William I, in full William, prince of Orange, count of Nassau, byname William the Silent, Dutch Willem,
prins van Oranje, graaf van Nassau, or Willem de
Zwijger (born April 24, 1533, Dillenburg, Nassau—died
July 10, 1584, Delft, Holland), first of the hereditary stadtholders (1572–84) of
the United Provinces of the Netherlands and leader of the revolt of the
Netherlands against Spanish rule and the Catholic religion.
Family and inheritance
William, the
eldest son of William, count of Nassau-Dillenburg, grew up in a cultivated
Lutheran environment. Far richer than his father’s ancestral possessions in the
region of the Lahn River in Nassau were the estates that, since 1404, another
branch of the family had obtained in Brabant and elsewhere in the Low
Countries, where its main seat was at Breda. At the time of William’s birth, the Brabant branch was
represented by his father’s elder brother Henry and by Henry’s only son, René, who in 1530 had inherited from a maternal uncle the
domains of the House of Chalon-Arlay, so becoming the greatest seigneur of the
Franche-Comté and ruler of the Provençal principality of Orange. René of Orange
was killed in 1544, leaving the combined wealth of the houses of Nassau-Breda
and of Chalon-Orange to his cousin William, then aged 11.
In view of
the importance of this heritage, the lord of the Burgundian Netherlands, the
Habsburg emperor Charles V, stipulated that William’s parents should
renounce his guardianship and that the young prince should be educated in his
new fatherland as a Catholic. So William passed his formative years at Breda
and Brussels, under the guidance of suitable tutors, and was duly imbued with
the principles proper to a youth of his standing. French became his daily
language, and he acquired a colloquial command of Dutch.
In spite of
his immense landed property, his financial circumstances were straitened from
the beginning. Scarcity of liquid assets continued to hamper him, even after
his marriage (July 8, 1551) to a wealthy heiress, Countess Anne of
Egmond-Buren, who brought him several additional baronies, mainly in Holland.

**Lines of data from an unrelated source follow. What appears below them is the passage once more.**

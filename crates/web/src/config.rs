// ABOUTME: Tests configuration of a rulebook site, loaded from YAML and validated eagerly.
// ABOUTME: Exposes has_tables, some_expected_table_ids, has_table_of_contents and site URLs.

//! Tests configuration.
//!
//! Recognized keys:
//! - `has_tables` (default `true`)
//! - `some_expected_table_ids` (required sequence of strings when `has_tables`)
//! - `has_table_of_contents` (default `true`)
//! - `public_url` (optional, https)
//! - `local_url` (optional, derived from `public_url` when missing)
//!
//! Flags follow loose truthiness: `0`, `""`, `"0"` and empty collections are
//! false, a missing key or `null` keeps the default.

use std::fs;
use std::path::Path;

use serde::Serialize;
use serde_yaml_ng::Value;
use tracing::debug;
use url::Url;

use crate::error::ConfigError;
use crate::links::turn_to_local_link;

pub const HAS_TABLES: &str = "has_tables";
pub const SOME_EXPECTED_TABLE_IDS: &str = "some_expected_table_ids";
pub const HAS_TABLE_OF_CONTENTS: &str = "has_table_of_contents";
pub const PUBLIC_URL: &str = "public_url";
pub const LOCAL_URL: &str = "local_url";

#[derive(Debug, Clone, PartialEq, Eq, Serialize)]
pub struct TestsConfiguration {
    has_tables: bool,
    some_expected_table_ids: Vec<String>,
    has_table_of_contents: bool,
    public_url: Option<Url>,
    local_url: Option<Url>,
}

impl TestsConfiguration {
    /// Reads and validates a YAML configuration file.
    pub fn from_yaml_file(path: impl AsRef<Path>) -> Result<Self, ConfigError> {
        let path = path.as_ref();
        let content = fs::read_to_string(path).map_err(|source| ConfigError::Io {
            path: path.to_path_buf(),
            source,
        })?;
        debug!(path = %path.display(), "loading tests configuration");
        Self::from_yaml_str(&content)
    }

    /// Parses and validates YAML content. An empty document means all defaults.
    pub fn from_yaml_str(yaml: &str) -> Result<Self, ConfigError> {
        let values: Value = serde_yaml_ng::from_str(yaml)?;
        Self::from_values(&values)
    }

    /// Validates already loaded values.
    pub fn from_values(values: &Value) -> Result<Self, ConfigError> {
        match values {
            Value::Null | Value::Mapping(_) => {}
            other => return Err(ConfigError::NotAMapping(describe(other))),
        }

        let has_tables = flag(values, HAS_TABLES, true);
        let some_expected_table_ids = expected_table_ids(values, has_tables)?;
        let has_table_of_contents = flag(values, HAS_TABLE_OF_CONTENTS, true);
        let public_url = public_url(values)?;
        let local_url = local_url(values, public_url.as_ref())?;

        Ok(Self {
            has_tables,
            some_expected_table_ids,
            has_table_of_contents,
            public_url,
            local_url,
        })
    }

    pub fn has_tables(&self) -> bool {
        self.has_tables
    }

    /// Table ids the site is expected to contain. Always empty without tables.
    pub fn some_expected_table_ids(&self) -> &[String] {
        &self.some_expected_table_ids
    }

    pub fn has_table_of_contents(&self) -> bool {
        self.has_table_of_contents
    }

    pub fn public_url(&self) -> Option<&Url> {
        self.public_url.as_ref()
    }

    pub fn local_url(&self) -> Option<&Url> {
        self.local_url.as_ref()
    }
}

impl Default for TestsConfiguration {
    fn default() -> Self {
        Self {
            has_tables: true,
            some_expected_table_ids: Vec::new(),
            has_table_of_contents: true,
            public_url: None,
            local_url: None,
        }
    }
}

fn lookup<'v>(values: &'v Value, key: &str) -> Option<&'v Value> {
    match values.get(key) {
        None | Some(Value::Null) => None,
        Some(value) => Some(value),
    }
}

fn flag(values: &Value, key: &str, default: bool) -> bool {
    lookup(values, key).map(truthy).unwrap_or(default)
}

fn truthy(value: &Value) -> bool {
    match value {
        Value::Null => false,
        Value::Bool(b) => *b,
        Value::Number(n) => n.as_f64().is_some_and(|n| n != 0.0),
        Value::String(s) => !s.is_empty() && s != "0",
        Value::Sequence(seq) => !seq.is_empty(),
        Value::Mapping(map) => !map.is_empty(),
        Value::Tagged(tagged) => truthy(&tagged.value),
    }
}

fn expected_table_ids(values: &Value, has_tables: bool) -> Result<Vec<String>, ConfigError> {
    if !has_tables {
        return Ok(Vec::new());
    }

    let Some(value) = lookup(values, SOME_EXPECTED_TABLE_IDS) else {
        return Err(ConfigError::MissingSomeExpectedTableIds(format!(
            "Expected some '{SOME_EXPECTED_TABLE_IDS}', got nothing"
        )));
    };
    let Value::Sequence(entries) = value else {
        return Err(ConfigError::MissingSomeExpectedTableIds(format!(
            "Expected some '{SOME_EXPECTED_TABLE_IDS}', got {}",
            describe(value)
        )));
    };

    entries
        .iter()
        .map(|entry| match entry {
            Value::String(id) => Ok(id.clone()),
            _ => Err(ConfigError::SomeExpectedTableIdsNotStrings(format!(
                "Expected flat array of strings for '{SOME_EXPECTED_TABLE_IDS}', got {}",
                describe(value)
            ))),
        })
        .collect()
}

fn public_url(values: &Value) -> Result<Option<Url>, ConfigError> {
    let Some(value) = lookup(values, PUBLIC_URL) else {
        return Ok(None);
    };
    let Value::String(raw) = value else {
        return Err(ConfigError::invalid_public_url(describe(value), "expected a string"));
    };
    let url = Url::parse(raw).map_err(|err| ConfigError::invalid_public_url(raw.as_str(), err))?;
    if url.scheme() != "https" {
        return Err(ConfigError::PublicUrlShouldUseHttps(raw.clone()));
    }
    Ok(Some(url))
}

fn local_url(values: &Value, public_url: Option<&Url>) -> Result<Option<Url>, ConfigError> {
    let raw = match lookup(values, LOCAL_URL) {
        Some(Value::String(raw)) => raw.clone(),
        Some(other) => {
            return Err(ConfigError::invalid_local_url(describe(other), "expected a string"));
        }
        None => match public_url {
            Some(public_url) => turn_to_local_link(public_url.as_str()),
            None => return Ok(None),
        },
    };
    Url::parse(&raw)
        .map(Some)
        .map_err(|err| ConfigError::invalid_local_url(raw, err))
}

/// Renders a YAML value for error messages.
fn describe(value: &Value) -> String {
    serde_yaml_ng::to_string(value)
        .map(|rendered| rendered.trim_end().to_string())
        .unwrap_or_else(|_| format!("{value:?}"))
}

#[cfg(test)]
mod tests {
    use super::*;
    use pretty_assertions::assert_eq;

    #[test]
    fn test_defaults_require_expected_table_ids() {
        let err = TestsConfiguration::from_yaml_str("").unwrap_err();
        assert!(matches!(err, ConfigError::MissingSomeExpectedTableIds(_)));
        assert_eq!(err.to_string(), "Expected some 'some_expected_table_ids', got nothing");
    }

    #[test]
    fn test_without_tables_ids_are_forced_empty() {
        let config = TestsConfiguration::from_yaml_str(
            "has_tables: false\nsome_expected_table_ids: [1, 2]\n",
        )
        .unwrap();
        assert!(!config.has_tables());
        assert!(config.some_expected_table_ids().is_empty());
        assert!(config.has_table_of_contents());
    }

    #[test]
    fn test_valid_configuration() {
        let config = TestsConfiguration::from_yaml_str(
            "some_expected_table_ids:\n  - tabulka_casu\n  - Tabulka vzdálenosti\nhas_table_of_contents: false\n",
        )
        .unwrap();
        assert!(config.has_tables());
        assert_eq!(config.some_expected_table_ids(), ["tabulka_casu", "Tabulka vzdálenosti"]);
        assert!(!config.has_table_of_contents());
        assert_eq!(config.public_url(), None);
    }

    #[test]
    fn test_non_sequence_ids_are_rejected() {
        let err = TestsConfiguration::from_yaml_str("some_expected_table_ids: tabulka_casu\n").unwrap_err();
        assert!(matches!(err, ConfigError::MissingSomeExpectedTableIds(_)));
        assert_eq!(
            err.to_string(),
            "Expected some 'some_expected_table_ids', got tabulka_casu"
        );
    }

    #[test]
    fn test_non_string_ids_are_rejected() {
        let err = TestsConfiguration::from_yaml_str(
            "some_expected_table_ids:\n  - tabulka_casu\n  - [nested]\n",
        )
        .unwrap_err();
        assert!(matches!(err, ConfigError::SomeExpectedTableIdsNotStrings(_)));
        assert!(err
            .to_string()
            .starts_with("Expected flat array of strings for 'some_expected_table_ids'"));
    }

    #[test]
    fn test_loose_truthiness() {
        let value: Value = serde_yaml_ng::from_str("a: 0\nb: '0'\nc: ''\nd: 1\ne: yes please\nf: []\n").unwrap();
        assert!(!flag(&value, "a", true));
        assert!(!flag(&value, "b", true));
        assert!(!flag(&value, "c", true));
        assert!(flag(&value, "d", false));
        assert!(flag(&value, "e", false));
        assert!(!flag(&value, "f", true));
        assert!(flag(&value, "missing", true));
    }

    #[test]
    fn test_null_keeps_default() {
        let config = TestsConfiguration::from_yaml_str(
            "has_tables: ~\nsome_expected_table_ids: [x]\nhas_table_of_contents: null\n",
        )
        .unwrap();
        assert!(config.has_tables());
        assert!(config.has_table_of_contents());
    }

    #[test]
    fn test_top_level_must_be_mapping() {
        let err = TestsConfiguration::from_yaml_str("- has_tables\n").unwrap_err();
        assert!(matches!(err, ConfigError::NotAMapping(_)));
    }

    #[test]
    fn test_local_url_is_derived_from_public_url() {
        let config = TestsConfiguration::from_yaml_str(
            "has_tables: false\npublic_url: https://hranicar.drdplus.info\n",
        )
        .unwrap();
        assert_eq!(config.public_url().map(Url::as_str), Some("https://hranicar.drdplus.info/"));
        assert_eq!(config.local_url().map(Url::as_str), Some("http://hranicar.drdplus.loc/"));
    }

    #[test]
    fn test_public_url_should_use_https() {
        let err = TestsConfiguration::from_yaml_str(
            "has_tables: false\npublic_url: http://hranicar.drdplus.info\n",
        )
        .unwrap_err();
        assert!(matches!(err, ConfigError::PublicUrlShouldUseHttps(_)));
    }

    #[test]
    fn test_invalid_urls() {
        let err = TestsConfiguration::from_yaml_str("has_tables: false\npublic_url: not a url\n").unwrap_err();
        assert!(matches!(err, ConfigError::InvalidPublicUrl { .. }));

        let err = TestsConfiguration::from_yaml_str("has_tables: false\nlocal_url: 42\n").unwrap_err();
        assert!(matches!(err, ConfigError::InvalidLocalUrl { .. }));
    }
}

These “structural” pecuniary straits he shared with most of his class and with
the Burgundian government itself.
A favourite
with Charles
V and with the court at Brussels, the Prince faithfully
discharged the social, military, and diplomatic duties that were expected of
him. He continued to do so under Philip II, the Emperor’s son and successor as king of
Spain and lord of the Burgundian dominions. Together with his
later enemies Antoine Perrenot de Granvelle, bishop of Arras, and
the duke of Alba, he was a negotiator of the Treaty of Cateau-Cambrésis (1559), which, in ending prolonged
strife between Burgundy-Habsburg and France, released from French occupation his princedom of Orange
and made the Netherlands accessible to Calvinist preachers from France. Philip
II, at his accession in 1555, had admitted William to the
Council of State, and, now before his departure to Spain, the King appointed
him his stadtholder (governor and commander in chief) in Holland, Zeeland, and Utrecht (August 1559) and afterward in Franche-Comté (February
1561).
Loyal opposition to the King’s
government
From about 1561
William, the prince of Orange, together with other great lords who felt
themselves excluded from their rightful share in the country’s government,
began to protest openly against the conduct of the Brussels administration, in
which Granvelle, the principal adviser of the regent Margaret, duchess of
Parma, was the most powerful figure. At first religious questions were not
prominent among the causes of discontent, but they gradually became so with the
spread of Protestant ideas and the determination of Philip II not to tolerate
any deviation from the strictest Catholic orthodoxy. The Prince and his
associates, in varying degrees influenced by the comprehensive views of the
Humanist Desiderius Erasmus, shared in this respect the feelings of the
majority of their countrymen, who, while remaining conventional Roman
Catholics, resented religious persecution. Besides, several of the nobles had,
as had William, friends and parents among the Protestants. On Aug. 25, 1561,
the Prince, a widower since 1558, reinforced his Lutheran and German
connections by taking as his second wife Anna of Saxony.
In the mind
of William, the prince of Orange, the religious issue gradually assumed
paramount importance. In a sensational speech in the Council of State, he
argued that it was not feasible to enforce religious unity and that it was not
right for princes to presume to rule over the consciences of their subjects.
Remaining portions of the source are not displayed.